• Try it
Each entry has to be printed again exactly.

• Extracted records
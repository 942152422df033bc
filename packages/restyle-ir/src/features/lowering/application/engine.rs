//! RuleLoweringEngine - styled declarations of one file → StyleX objects
//!
//! The engine itself is immutable and shared; every mutable map of a run
//! lives in a per-file [`FileLowering`], so files can be lowered in parallel.

use std::sync::Arc;

use tracing::{info, warn};

use super::declaration::FileLowering;
use crate::config::LoweringConfig;
use crate::features::expression_builder::ExpressionBuilderUseCaseImpl;
use crate::features::lowering::domain::{Bail, BailReport, ConversionResult, LowerResult, LoweredFile};
use crate::features::resolution::{DynamicExpressionResolver, NoopResolver, ValueResolver};
use crate::features::selector::SelectorClassifier;
use crate::shared::models::{Diagnostic, Location, ReasonCode, SourceFile};

pub struct RuleLoweringEngine {
    pub(crate) config: LoweringConfig,
    pub(crate) resolver: Arc<dyn ValueResolver>,
    pub(crate) recognizers: DynamicExpressionResolver,
    pub(crate) classifier: SelectorClassifier,
}

impl Default for RuleLoweringEngine {
    fn default() -> Self {
        Self::new(LoweringConfig::default(), Arc::new(NoopResolver))
    }
}

impl RuleLoweringEngine {
    pub fn new(config: LoweringConfig, resolver: Arc<dyn ValueResolver>) -> Self {
        Self {
            config,
            resolver,
            recognizers: DynamicExpressionResolver::new(),
            classifier: SelectorClassifier::new(),
        }
    }

    /// Default configuration with the given resolver
    pub fn with_resolver(resolver: impl ValueResolver + 'static) -> Self {
        Self::new(LoweringConfig::default(), Arc::new(resolver))
    }

    /// Replace the recognizer list
    pub fn with_recognizers(mut self, recognizers: DynamicExpressionResolver) -> Self {
        self.recognizers = recognizers;
        self
    }

    pub fn config(&self) -> &LoweringConfig {
        &self.config
    }

    pub fn recognizer_names(&self) -> Vec<&'static str> {
        self.recognizers.recognizer_names()
    }

    /// Lower one file; warnings end up in [`LoweredFile::diagnostics`]
    pub fn lower_file(&self, file: &SourceFile) -> LowerResult<LoweredFile> {
        let (result, warnings) = self.run(file);
        result.map(|mut lowered| {
            lowered.diagnostics = warnings;
            lowered
        })
    }

    /// Lower one file, turning a bail into a report
    pub fn convert_file(&self, file: &SourceFile) -> ConversionResult {
        match self.run(file) {
            (Ok(mut lowered), warnings) => {
                lowered.diagnostics = warnings;
                info!(
                    path = %file.path,
                    styles = lowered.styles.len(),
                    warnings = lowered.diagnostics.len(),
                    "file converted"
                );
                ConversionResult::Converted(lowered)
            }
            (Err(bail), warnings) => {
                warn!(path = %file.path, reason = %bail.reason, context = %bail.context, "file left unconverted");
                ConversionResult::Bailed(BailReport {
                    path: file.path.clone(),
                    diagnostic: bail.into_diagnostic(),
                    warnings,
                })
            }
        }
    }

    fn run(&self, file: &SourceFile) -> (LowerResult<LoweredFile>, Vec<Diagnostic>) {
        let mut expressions = match ExpressionBuilderUseCaseImpl::new() {
            Ok(expressions) => expressions,
            Err(err) => {
                let bail = Bail::new(
                    ReasonCode::KeepOriginal,
                    Location::file(&file.path),
                    format!("expression parser unavailable: {}", err),
                );
                return (Err(bail), Vec::new());
            }
        };
        let mut lowering = FileLowering::new(self, file, &mut expressions);
        let result = lowering.run();
        (result, lowering.take_warnings())
    }
}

• Response
repository 942152422df033bc
filename packages/restyle-ir/src/features/lowering/application/engine.rs
//! RuleLoweringEngine - styled declarations of one file → StyleX objects
//!
//! The engine itself is immutable and shared; every mutable map of a run
//! lives in a per-file [`FileLowering`], so files can be lowered in parallel.

use std::sync::Arc;

use tracing::{info, warn};

use super::declaration::FileLowering;
use crate::config::LoweringConfig;
use crate::features::expression_builder::ExpressionBuilderUseCaseImpl;
use crate::features::lowering::domain::{Bail, BailReport, ConversionResult, LowerResult, LoweredFile};
use crate::features::resolution::{DynamicExpressionResolver, NoopResolver, ValueResolver};
use crate::features::selector::SelectorClassifier;
use crate::shared::models::{Diagnostic, Location, ReasonCode, SourceFile};

pub struct RuleLoweringEngine {
    pub(crate) config: LoweringConfig,
    pub(crate) resolver: Arc<dyn ValueResolver>,
    pub(crate) recognizers: DynamicExpressionResolver,
    pub(crate) classifier: SelectorClassifier,
}

impl Default for RuleLoweringEngine {
    fn default() -> Self {
        Self::new(LoweringConfig::default(), Arc::new(NoopResolver))
    }
}

impl RuleLoweringEngine {
    pub fn new(config: LoweringConfig, resolver: Arc<dyn ValueResolver>) -> Self {
        Self {
            config,
            resolver,
            recognizers: DynamicExpressionResolver::new(),
            classifier: SelectorClassifier::new(),
        }
    }

    /// Default configuration with the given resolver
    pub fn with_resolver(resolver: impl ValueResolver + 'static) -> Self {
        Self::new(LoweringConfig::default(), Arc::new(resolver))
    }

    /// Replace the recognizer list
    pub fn with_recognizers(mut self, recognizers: DynamicExpressionResolver) -> Self {
        self.recognizers = recognizers;
        self
    }

    pub fn config(&self) -> &LoweringConfig {
        &self.config
    }

    pub fn recognizer_names(&self) -> Vec<&'static str> {
        self.recognizers.recognizer_names()
    }

    /// Lower one file; warnings end up in [`LoweredFile::diagnostics`]
    pub fn lower_file(&self, file: &SourceFile) -> LowerResult<LoweredFile> {
        let (result, warnings) = self.run(file);
        result.map(|mut lowered| {
            lowered.diagnostics = warnings;
            lowered
        })
    }

    /// Lower one file, turning a bail into a report
    pub fn convert_file(&self, file: &SourceFile) -> ConversionResult {
        match self.run(file) {
            (Ok(mut lowered), warnings) => {
                lowered.diagnostics = warnings;
                info!(
                    path = %file.path,
                    styles = lowered.styles.len(),
                    warnings = lowered.diagnostics.len(),
                    "file converted"
                );
                ConversionResult::Converted(lowered)
            }
            (Err(bail), warnings) => {
                warn!(path = %file.path, reason = %bail.reason, context = %bail.context, "file left unconverted");
                ConversionResult::Bailed(BailReport {
                    path: file.path.clone(),
                    diagnostic: bail.into_diagnostic(),
                    warnings,
                })
            }
        }
    }

    fn run(&self, file: &SourceFile) -> (LowerResult<LoweredFile>, Vec<Diagnostic>) {
        let mut expressions = match ExpressionBuilderUseCaseImpl::new() {
            Ok(expressions) => expressions,
            Err(err) => {
                let bail = Bail::new(
                    ReasonCode::KeepOriginal,
                    Location::file(&file.path),
                    format!("expression parser unavailable: {}", err),
                );
                return (Err(bail), Vec::new());
            }
        };
        let mut lowering = FileLowering::new(self, file, &mut expressions);
        let result = lowering.run();
        (result, lowering.take_warnings())
    }
}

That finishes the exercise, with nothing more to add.